Por: Sofia Cantilo
La montaña enamora porque tiene la capacidad de sacar lo mejor -y lo peor- de cada uno. Allí, las máscaras no resisten y uno termina por mostrarse tal cual es. O por enfrentarse con quien realmente es. La montaña es enorme, y nosotros somos pequeños. La montaña es dura, compleja, y la vez es maravillosa y seductora.
El Cruce de los Andes es una carrera que une Argentina y Chile, de 100 kilómetros, divididos en tres etapas (como si fueran tres carreras, tres días seguidos, cuyos tiempos se suman). Entre cada etapa, se acampa. Pero el campamento es a puro lujo: las carpas son provistas por la organización, y ya están armadas y numeradas esperándonos a los corredores, y hay asado, ensaladas y pastas preparados en cada uno de los Camps. La organización, además, se encarga del traslado de los bolsos con lo que cada corredor considere necesario para los campamentos o el resto de las etapas de carrera, por lo que uno sólo corre cargando los elementos obligatorios (saco vivac, polar, remera térmica de manga larga, buff o gorro, guantes, botiquín), además de la comida y bebida necesaria para la etapa.
Corrí mi primer Cruce allá por el 2008, de la mano de mi amiga Ana Wulff, ella súper experimentada y yo sin conocer de qué se trataba la carrera ni de qué se trataba la montaña. Acampamos la primera vez a orillas del Mascardi, verde, único. Al día siguiente, en Pampa Linda, al pie del Tronador. En ésa época, el campamento era más rústico: uno se llevaba y armaba su propia carpa, y preparaba su comida. Lo pasamos increíble: nos reimos, cantamos y jugamos. Y, de yapa, ligamos un segundo puesto.
La experiencia fue mágica y, de ahí en adelante, volví al Cruce todos los años, menos en el que estuve embarazada. Lo mejor que tiene el Cruce, es que todos los años cambia de recorrido y de paso fronterizo, por lo que jamás se repite y, si uno se la pierde, no puede hacerla al año siguiente. Por eso me llamó tanto la atención que este año la base del Cruce fuera el cerro Catedral, en Bariloche, y que el segundo campamento se repitiera. Pero de nuevo el Club de Corredores me maravilló con una carrera totalmente nueva y distinta, a pesar de repetir algunos de los lugares del 2008.
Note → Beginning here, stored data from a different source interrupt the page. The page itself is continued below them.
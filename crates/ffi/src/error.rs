use cfd_profiles_core::ConfigError;
use std::cell::RefCell;
use std::ffi::CString;
use std::os::raw::c_char;
use std::ptr;

/// Common interface for FFI error types.
///
/// This trait provides a unified way to handle errors across the FFI boundary,
/// allowing both simple error codes and custom error messages.
///
/// # Design
/// - `code()` - Returns the error code to be passed across FFI boundary
/// - `msg()` - Returns the error message for diagnostic purposes
pub(crate) trait ProfileError {
    /// Returns the error code to be returned across the FFI boundary.
    fn code(&self) -> ProfileErrorCode;

    /// Returns the human-readable error message.
    fn msg(&self) -> &str;
}

/// Default implementation of `ProfileError` for common FFI error scenarios.
///
/// This struct wraps a `ProfileErrorCode` and provides convenient constructors
/// for each error type (except Ok, which represents success).
#[derive(Debug, Clone, PartialEq, Eq)]
pub(crate) struct DefaultProfileError {
    code: ProfileErrorCode,
    msg: String,
}

impl DefaultProfileError {
    /// Create error for null pointer passed where non-null required.
    ///
    /// # Arguments
    /// * `param_name` - The name of the parameter that was null (e.g., `"out_instance"`, `"ptr"`)
    pub fn null_pointer(param_name: &str) -> Self {
        Self {
            code: ProfileErrorCode::NullPointer,
            msg: format!("Parameter '{param_name}' cannot be null"),
        }
    }

    /// Create error for a configuration rejected by validation.
    pub fn invalid_config(error: &ConfigError) -> Self {
        Self {
            code: ProfileErrorCode::InvalidConfig,
            msg: format!("Invalid configuration: {error}"),
        }
    }

    /// Create error for an out-of-range argument.
    ///
    /// # Arguments
    /// * `param_name` - The name of the invalid parameter (e.g., `"quantity"`, `"len"`)
    /// * `message` - A description of the validation error
    pub fn invalid_parameter(param_name: &str, message: &str) -> Self {
        Self {
            code: ProfileErrorCode::InvalidParameter,
            msg: format!("Parameter {param_name}: {message}"),
        }
    }

    /// Create error for a callback name with no registered profile or source.
    pub fn unknown_name(name: &str) -> Self {
        Self {
            code: ProfileErrorCode::UnknownName,
            msg: format!("No profile or source registered under '{name}'"),
        }
    }
}

impl ProfileError for DefaultProfileError {
    fn code(&self) -> ProfileErrorCode {
        self.code
    }

    fn msg(&self) -> &str {
        &self.msg
    }
}

impl From<ConfigError> for DefaultProfileError {
    fn from(error: ConfigError) -> Self {
        Self::invalid_config(&error)
    }
}

/// FFI error codes returned by profile functions.
/// Follows standard C convention: 0 = success, non-zero = error.
#[repr(C)]
#[derive(Debug, Clone, Copy, PartialEq, Eq)]
pub enum ProfileErrorCode {
    /// Operation completed successfully.
    Ok = 0,

    /// Invalid pointer: null pointer passed where non-null required.
    NullPointer = 1,

    /// Configuration failed validation (non-positive roughness, source volume, ...).
    InvalidConfig = 2,

    /// Invalid parameter passed to function (unknown quantity code, bad name encoding, ...).
    InvalidParameter = 3,

    /// No profile or source is registered under the given callback name.
    UnknownName = 4,
}

impl From<DefaultProfileError> for ProfileErrorCode {
    fn from(error: DefaultProfileError) -> Self {
        error.code
    }
}

thread_local! {
    /// Thread-local storage for the most recent FFI error (C string, error code).
    /// The CString is stored to prevent memory leaks when returning raw pointers via FFI.
    static LAST_ERROR: RefCell<(Option<CString>, ProfileErrorCode)> = const { RefCell::new((None, ProfileErrorCode::Ok)) };
}

/// Internal helper to read `LAST_ERROR` thread-local storage (cstring, code).
pub(crate) fn with_last_error<F, R>(f: F) -> R
where
    F: FnOnce(&(Option<CString>, ProfileErrorCode)) -> R,
{
    LAST_ERROR.with_borrow(f)
}

/// Internal helper to mutate `LAST_ERROR` thread-local storage (cstring, code).
pub(crate) fn with_last_error_mut<F, R>(f: F) -> R
where
    F: FnOnce(&mut (Option<CString>, ProfileErrorCode)) -> R,
{
    LAST_ERROR.with_borrow_mut(f)
}

/// Retrieve the most recent FFI error message as a null-terminated C string.
///
/// Returns:
/// - A borrowed pointer to the error message if the last call on this thread failed.
/// - `null` if the last call succeeded or the message cannot be converted to a C string.
///
/// # Thread Safety
/// Error messages are stored per-thread (thread-local storage), so this is thread-safe.
/// Each thread has its own independent error state.
///
/// # Lifetime
/// The returned pointer is valid until:
/// - The next FFI call on this thread that sets or clears the error
/// - The thread terminates
///
/// **DO NOT FREE THIS POINTER** - it is managed internally.
///
/// Example:
/// ```cpp
/// ProfileInstance* profiles = nullptr;
/// ProfileConfig config = cfd_profiles_default_config();
/// config.src_vol = 0.0;
/// if (cfd_profiles_new(&config, &profiles) != ProfileErrorCode::Ok) {
///     const char* error = cfd_profiles_get_last_error();
///     if (error) {
///         Message("Profile setup failed: %s\n", error);
///     }
/// }
/// ```
#[no_mangle]
pub extern "C" fn cfd_profiles_get_last_error() -> *const c_char {
    with_last_error(|(cstring, _code)| cstring.as_ref().map_or(ptr::null(), |cs| cs.as_ptr()))
}

/// Retrieve the most recent FFI error code.
///
/// Returns:
/// - `ProfileErrorCode::Ok` (0) if the last call on this thread succeeded
/// - The specific error code from the last failed operation
///
/// # Thread Safety
/// Error codes are stored per-thread (thread-local storage), so this is thread-safe.
#[no_mangle]
pub extern "C" fn cfd_profiles_get_last_error_code() -> ProfileErrorCode {
    with_last_error(|(_cstring, code)| *code)
}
Este año mi coequiper fue Laura Lucero, una chica fuertísima de Neuquén. El primer día -que salimos desde la cuádruple del Catedral hacia arriba, para bajar el cerro entre rocas y lajas, después agarrar la picada que va hacia el Frey (picada suave, maravillosa) y luego un bosque que nos llevaba hasta la orilla contraria del lago Gutiérrez-, nos costó ponernos a tono. Ella estaba mejor que yo y no habíamos tenido oportunidad de entrenar juntas. Por suerte, las dos etapas siguientes pudimos entendernos bien, y pasamos a divertirnos mucho con nuestros “compañeros de ruta” (aquellos equipos que llevaban un ritmo parecido al nuestro, y entre los que estaba un team de amigos míos). Empezamos a conocer hasta las mañas y fortalezas de los otros corredores!
Los campamentos fueron maravillosos: el lago Gutiérrez parecía un “all inclusive”, desde el momento en el que te recibían en el arco con Gatorade, hasta las reposeras y un chico que llevaba choripanes y tragos a la orilla, un espacio enorme de limonadas Terma… Era algo de no creer! El Camp2, el mismo del 2008 en Pampa Linda, era más rústico pero tenía el Tronador, blanco, eterno, imponente. Único. A medianoche, cuando me levanté para ir al baño y salí de la carpa, pensé que había un reflector prendido, porque la luz era impresionante. Pero se trataba de la luna, las estrellas, y los glaciares del Tronador que reflejaban su luz. Simplemente maravilloso.
El Cruce de los Andes engloba todo: risas, llantos, enojos, emociones por doquier. No tiene el formato de carrera que más me gusta, pero la elijo -y la vuelvo a elegir todos los años- porque el espíritu del Cruce es el compañerismo: con tu coequiper, con los demás corredores, con tus amigos. Vivir la tensiones de la carrera de a dos, es más llevadero. Y compartir los campamentos con los amigos y los demás corredores, sea cual fuera su ritmo, enseña. El llegar extenuados a un campamento hace que nos frustremos rápido si algo no sale como nos gustaría, pero ahí hay alguien para darnos una mano. De todos tenemos algo que aprender, y está en nosotros hacerlo o no.
Una mención especial a mi amigo del alma y entrenador, Marcelo Perotti que, en el año que cumple 50, ganó el Cruce de punta a punta en categoría mixtos.